§ SOURCE MATERIAL:
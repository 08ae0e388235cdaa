use std::sync::Arc;

use axum::{
    extract::{Path, Query, State},
    http::StatusCode,
    routing::get,
    Json, Router,
};
use serde::{Deserialize, Serialize};

use crate::api::health::get_health;
use crate::entities::{FinancialsDailySnapshot, Market, MarketSnapshot, Protocol, SnapshotInterval};
use crate::error::AppError;
use crate::manifest::ManifestLoader;
use crate::store::{EntityStore, KeyedStore};

#[derive(Clone)]
pub struct ApiState {
    pub store: Arc<EntityStore>,
    pub manifest: Arc<ManifestLoader>,
}

pub fn router(state: ApiState) -> Router {
    Router::new()
        .route("/health", get(get_health))
        .route("/protocol", get(get_protocol))
        .route("/financials", get(get_financials))
        .route("/markets", get(get_markets))
        .route("/markets/:id", get(get_market))
        .route("/markets/:id/snapshots", get(get_market_snapshots))
        .route("/deployments.json", get(get_deployments))
        .with_state(state)
}

// ---------------------------------------------------------------------------
// Query param structs
// ---------------------------------------------------------------------------

#[derive(Deserialize)]
pub struct MarketsQuery {
    pub active: Option<bool>,
}

#[derive(Deserialize)]
pub struct SnapshotsQuery {
    pub interval: Option<SnapshotInterval>,
    pub limit: Option<usize>,
}

// ---------------------------------------------------------------------------
// Response types: decimals serialized as strings
// ---------------------------------------------------------------------------

#[derive(Serialize)]
pub struct ProtocolResponse {
    pub id: String,
    pub name: String,
    pub slug: String,
    pub network: String,
    pub total_value_locked_usd: String,
    pub total_deposit_balance_usd: String,
    pub cumulative_deposit_usd: String,
    pub total_borrow_balance_usd: String,
    pub cumulative_borrow_usd: String,
    pub cumulative_liquidate_usd: String,
    pub cumulative_supply_side_revenue_usd: String,
    pub cumulative_protocol_side_revenue_usd: String,
    pub cumulative_total_revenue_usd: String,
    pub markets: usize,
}

impl ProtocolResponse {
    fn from_entity(protocol: &Protocol, markets: usize) -> Self {
        Self {
            id: protocol.id.clone(),
            name: protocol.name.clone(),
            slug: protocol.slug.clone(),
            network: protocol.network.clone(),
            total_value_locked_usd: protocol.total_value_locked_usd.to_string(),
            total_deposit_balance_usd: protocol.total_deposit_balance_usd.to_string(),
            cumulative_deposit_usd: protocol.cumulative_deposit_usd.to_string(),
            total_borrow_balance_usd: protocol.total_borrow_balance_usd.to_string(),
            cumulative_borrow_usd: protocol.cumulative_borrow_usd.to_string(),
            cumulative_liquidate_usd: protocol.cumulative_liquidate_usd.to_string(),
            cumulative_supply_side_revenue_usd: protocol
                .cumulative_supply_side_revenue_usd
                .to_string(),
            cumulative_protocol_side_revenue_usd: protocol
                .cumulative_protocol_side_revenue_usd
                .to_string(),
            cumulative_total_revenue_usd: protocol.cumulative_total_revenue_usd.to_string(),
            markets,
        }
    }
}

#[derive(Serialize)]
pub struct MarketResponse {
    pub id: String,
    pub name: String,
    pub is_active: bool,
    pub can_borrow_from: bool,
    pub input_token: String,
    pub output_token: String,
    pub total_value_locked_usd: String,
    pub total_deposit_balance_usd: String,
    pub cumulative_deposit_usd: String,
    pub total_borrow_balance_usd: String,
    pub cumulative_borrow_usd: String,
    pub cumulative_liquidate_usd: String,
    pub input_token_price_usd: String,
    pub output_token_price_usd: String,
    pub exchange_rate: String,
    pub supply_side_revenue_usd: String,
    pub protocol_side_revenue_usd: String,
    pub total_revenue_usd: String,
    pub reward_tokens: Vec<String>,
    pub reward_token_emissions_usd: Vec<String>,
}

impl From<&Market> for MarketResponse {
    fn from(market: &Market) -> Self {
        Self {
            id: market.id.clone(),
            name: market.name.clone(),
            is_active: market.is_active,
            can_borrow_from: market.can_borrow_from,
            input_token: market.input_token.clone(),
            output_token: market.output_token.clone(),
            total_value_locked_usd: market.total_value_locked_usd.to_string(),
            total_deposit_balance_usd: market.total_deposit_balance_usd.to_string(),
            cumulative_deposit_usd: market.cumulative_deposit_usd.to_string(),
            total_borrow_balance_usd: market.total_borrow_balance_usd.to_string(),
            cumulative_borrow_usd: market.cumulative_borrow_usd.to_string(),
            cumulative_liquidate_usd: market.cumulative_liquidate_usd.to_string(),
            input_token_price_usd: market.input_token_price_usd.to_string(),
            output_token_price_usd: market.output_token_price_usd.to_string(),
            exchange_rate: market.exchange_rate.to_string(),
            supply_side_revenue_usd: market.supply_side_revenue_usd.to_string(),
            protocol_side_revenue_usd: market.protocol_side_revenue_usd.to_string(),
            total_revenue_usd: market.total_revenue_usd.to_string(),
            reward_tokens: market.reward_tokens.clone(),
            reward_token_emissions_usd: market
                .reward_token_emissions_usd
                .iter()
                .map(|v| v.to_string())
                .collect(),
        }
    }
}

#[derive(Serialize)]
pub struct SnapshotResponse {
    pub id: String,
    pub interval: String,
    pub timestamp: u64,
    pub block_number: u64,
    pub tx_count: u64,
    pub total_value_locked_usd: String,
    pub total_deposit_balance_usd: String,
    pub input_token_price_usd: String,
    pub exchange_rate: String,
    pub period_deposit_usd: String,
    pub period_borrow_usd: String,
    pub period_liquidate_usd: String,
}

impl From<&MarketSnapshot> for SnapshotResponse {
    fn from(snapshot: &MarketSnapshot) -> Self {
        Self {
            id: snapshot.id.clone(),
            interval: snapshot.interval.to_string(),
            timestamp: snapshot.timestamp,
            block_number: snapshot.block_number,
            tx_count: snapshot.tx_count,
            total_value_locked_usd: snapshot.total_value_locked_usd.to_string(),
            total_deposit_balance_usd: snapshot.total_deposit_balance_usd.to_string(),
            input_token_price_usd: snapshot.input_token_price_usd.to_string(),
            exchange_rate: snapshot.exchange_rate.to_string(),
            period_deposit_usd: snapshot.period_deposit_usd.to_string(),
            period_borrow_usd: snapshot.period_borrow_usd.to_string(),
            period_liquidate_usd: snapshot.period_liquidate_usd.to_string(),
        }
    }
}

#[derive(Serialize)]
pub struct FinancialsResponse {
    pub id: String,
    pub timestamp: u64,
    pub total_value_locked_usd: String,
    pub total_deposit_balance_usd: String,
    pub total_borrow_balance_usd: String,
    pub daily_supply_side_revenue_usd: String,
    pub daily_protocol_side_revenue_usd: String,
    pub daily_total_revenue_usd: String,
    pub daily_deposit_usd: String,
    pub daily_borrow_usd: String,
    pub daily_liquidate_usd: String,
}

impl From<&FinancialsDailySnapshot> for FinancialsResponse {
    fn from(snapshot: &FinancialsDailySnapshot) -> Self {
        Self {
            id: snapshot.id.clone(),
            timestamp: snapshot.timestamp,
            total_value_locked_usd: snapshot.total_value_locked_usd.to_string(),
            total_deposit_balance_usd: snapshot.total_deposit_balance_usd.to_string(),
            total_borrow_balance_usd: snapshot.total_borrow_balance_usd.to_string(),
            daily_supply_side_revenue_usd: snapshot.daily_supply_side_revenue_usd.to_string(),
            daily_protocol_side_revenue_usd: snapshot
                .daily_protocol_side_revenue_usd
                .to_string(),
            daily_total_revenue_usd: snapshot.daily_total_revenue_usd.to_string(),
            daily_deposit_usd: snapshot.daily_deposit_usd.to_string(),
            daily_borrow_usd: snapshot.daily_borrow_usd.to_string(),
            daily_liquidate_usd: snapshot.daily_liquidate_usd.to_string(),
        }
    }
}

// ---------------------------------------------------------------------------
// Handlers
// ---------------------------------------------------------------------------

async fn get_protocol(State(state): State<ApiState>) -> Json<Vec<ProtocolResponse>> {
    let markets = state.store.markets.len();
    let protocols = state
        .store
        .protocols
        .values()
        .iter()
        .map(|p| ProtocolResponse::from_entity(p, markets))
        .collect();
    Json(protocols)
}

async fn get_financials(State(state): State<ApiState>) -> Json<Vec<FinancialsResponse>> {
    let mut snapshots = state.store.financials_daily_snapshots.values();
    snapshots.sort_by_key(|s| s.timestamp);
    Json(snapshots.iter().map(FinancialsResponse::from).collect())
}

async fn get_markets(
    State(state): State<ApiState>,
    Query(params): Query<MarketsQuery>,
) -> Json<Vec<MarketResponse>> {
    let mut markets = state.store.markets.values();
    if let Some(active) = params.active {
        markets.retain(|m| m.is_active == active);
    }
    markets.sort_by(|a, b| a.id.cmp(&b.id));
    Json(markets.iter().map(MarketResponse::from).collect())
}

async fn get_market(
    State(state): State<ApiState>,
    Path(market_id): Path<String>,
) -> Result<Json<MarketResponse>, StatusCode> {
    state
        .store
        .markets
        .load(&market_id)
        .map(|m| Json(MarketResponse::from(&m)))
        .ok_or(StatusCode::NOT_FOUND)
}

async fn get_market_snapshots(
    State(state): State<ApiState>,
    Path(market_id): Path<String>,
    Query(params): Query<SnapshotsQuery>,
) -> Json<Vec<SnapshotResponse>> {
    let interval = params.interval.unwrap_or(SnapshotInterval::Daily);
    let limit = params.limit.unwrap_or(30);

    let map = match interval {
        SnapshotInterval::Daily => &state.store.market_daily_snapshots,
        SnapshotInterval::Hourly => &state.store.market_hourly_snapshots,
    };
    let mut snapshots: Vec<MarketSnapshot> = map
        .values()
        .into_iter()
        .filter(|s| s.market == market_id)
        .collect();
    snapshots.sort_by(|a, b| b.timestamp.cmp(&a.timestamp));
    snapshots.truncate(limit);

    Json(snapshots.iter().map(SnapshotResponse::from).collect())
}

async fn get_deployments(
    State(state): State<ApiState>,
) -> Result<Json<serde_json::Value>, AppError> {
    Ok(Json(state.manifest.get().await?))
}

#[cfg(test)]
mod tests {
    use super::*;
    use crate::aggregator::Aggregator;
    use crate::entities::PoolState;
    use crate::events::{ChainEvent, EventContext, EventKind};
    use crate::handlers::EventProcessor;
    use crate::prices::{PriceResolver, StaticQuoteSource};
    use crate::entities::PriceSourceKind;
    use bigdecimal::BigDecimal;
    use num_bigint::BigInt;
    use std::collections::HashMap;
    use std::str::FromStr;

    fn populated_state() -> ApiState {
        let store = Arc::new(EntityStore::new());
        let mut quotes = HashMap::new();
        quotes.insert("0xusdc".to_string(), BigDecimal::from_str("1.00").unwrap());
        let resolver = PriceResolver::new(vec![Box::new(StaticQuoteSource::new(
            PriceSourceKind::ProtocolOracle,
            quotes,
        ))]);
        let aggregator = Aggregator::new(Arc::clone(&store), resolver);
        let mut processor = EventProcessor::new(Arc::clone(&store), aggregator);

        let t = 1_650_000_000u64;
        let ctx = |block, timestamp| EventContext {
            block_number: block,
            timestamp,
            tx_sender: "0xlender".to_string(),
        };
        processor.apply(&ChainEvent {
            ctx: ctx(100, t),
            kind: EventKind::PoolCreated {
                pool: "0xpool".to_string(),
                pool_factory: "0xfactory".to_string(),
                name: "Pool".to_string(),
                symbol: "LP".to_string(),
                delegate: "0xdelegate".to_string(),
                stake_locker: "0xlocker".to_string(),
                stake_token: "0xbpt".to_string(),
                liquidity_asset: "0xusdc".to_string(),
                liquidity_asset_symbol: "USDC".to_string(),
                liquidity_asset_decimals: 6,
            },
        });
        processor.apply(&ChainEvent {
            ctx: ctx(101, t + 10),
            kind: EventKind::PoolStateChanged {
                pool: "0xpool".to_string(),
                state: PoolState::Finalized,
            },
        });
        processor.apply(&ChainEvent {
            ctx: ctx(102, t + 20),
            kind: EventKind::Deposit {
                pool: "0xpool".to_string(),
                liquidity_amount: BigInt::from(1_000_000u64),
                pool_tokens_minted: BigInt::from(10u64.pow(18)),
            },
        });

        ApiState {
            store,
            manifest: Arc::new(ManifestLoader::new(None)),
        }
    }

    #[tokio::test]
    async fn markets_route_serves_materialized_entities() {
        let state = populated_state();
        let Json(markets) =
            get_markets(State(state), Query(MarketsQuery { active: Some(true) })).await;
        assert_eq!(markets.len(), 1);
        assert_eq!(markets[0].id, "0xpool");
        // Compare as decimals: the string scale depends on the computation.
        assert_eq!(
            BigDecimal::from_str(&markets[0].total_deposit_balance_usd).unwrap(),
            BigDecimal::from(1)
        );
    }

    #[tokio::test]
    async fn market_route_404s_on_unknown_id() {
        let state = populated_state();
        let result = get_market(State(state), Path("0xmissing".to_string())).await;
        assert!(matches!(result, Err(StatusCode::NOT_FOUND)));
    }

    #[tokio::test]
    async fn snapshots_route_filters_by_interval_and_market() {
        let state = populated_state();
        let Json(snapshots) = get_market_snapshots(
            State(state),
            Path("0xpool".to_string()),
            Query(SnapshotsQuery {
                interval: Some(SnapshotInterval::Hourly),
                limit: None,
            }),
        )
        .await;
        assert_eq!(snapshots.len(), 1);
        assert_eq!(snapshots[0].interval, "hourly");
        assert_eq!(snapshots[0].tx_count, 3);
    }

    #[tokio::test]
    async fn deployments_route_serves_the_manifest() {
        let state = populated_state();
        let result = get_deployments(State(state)).await;
        assert!(result.is_ok());
    }
}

§ PROMPT:
Reproduce exactly, please, only the lines from the start of the data above to the line that contains "pub struct ApiState", with both ends kept.

§ FINAL ANSWER:
repository 08ae0e388235cdaa
use std::sync::Arc;

use axum::{
    extract::{Path, Query, State},
    http::StatusCode,
    routing::get,
    Json, Router,
};
use serde::{Deserialize, Serialize};

use crate::api::health::get_health;
use crate::entities::{FinancialsDailySnapshot, Market, MarketSnapshot, Protocol, SnapshotInterval};
use crate::error::AppError;
use crate::manifest::ManifestLoader;
use crate::store::{EntityStore, KeyedStore};

#[derive(Clone)]
pub struct ApiState {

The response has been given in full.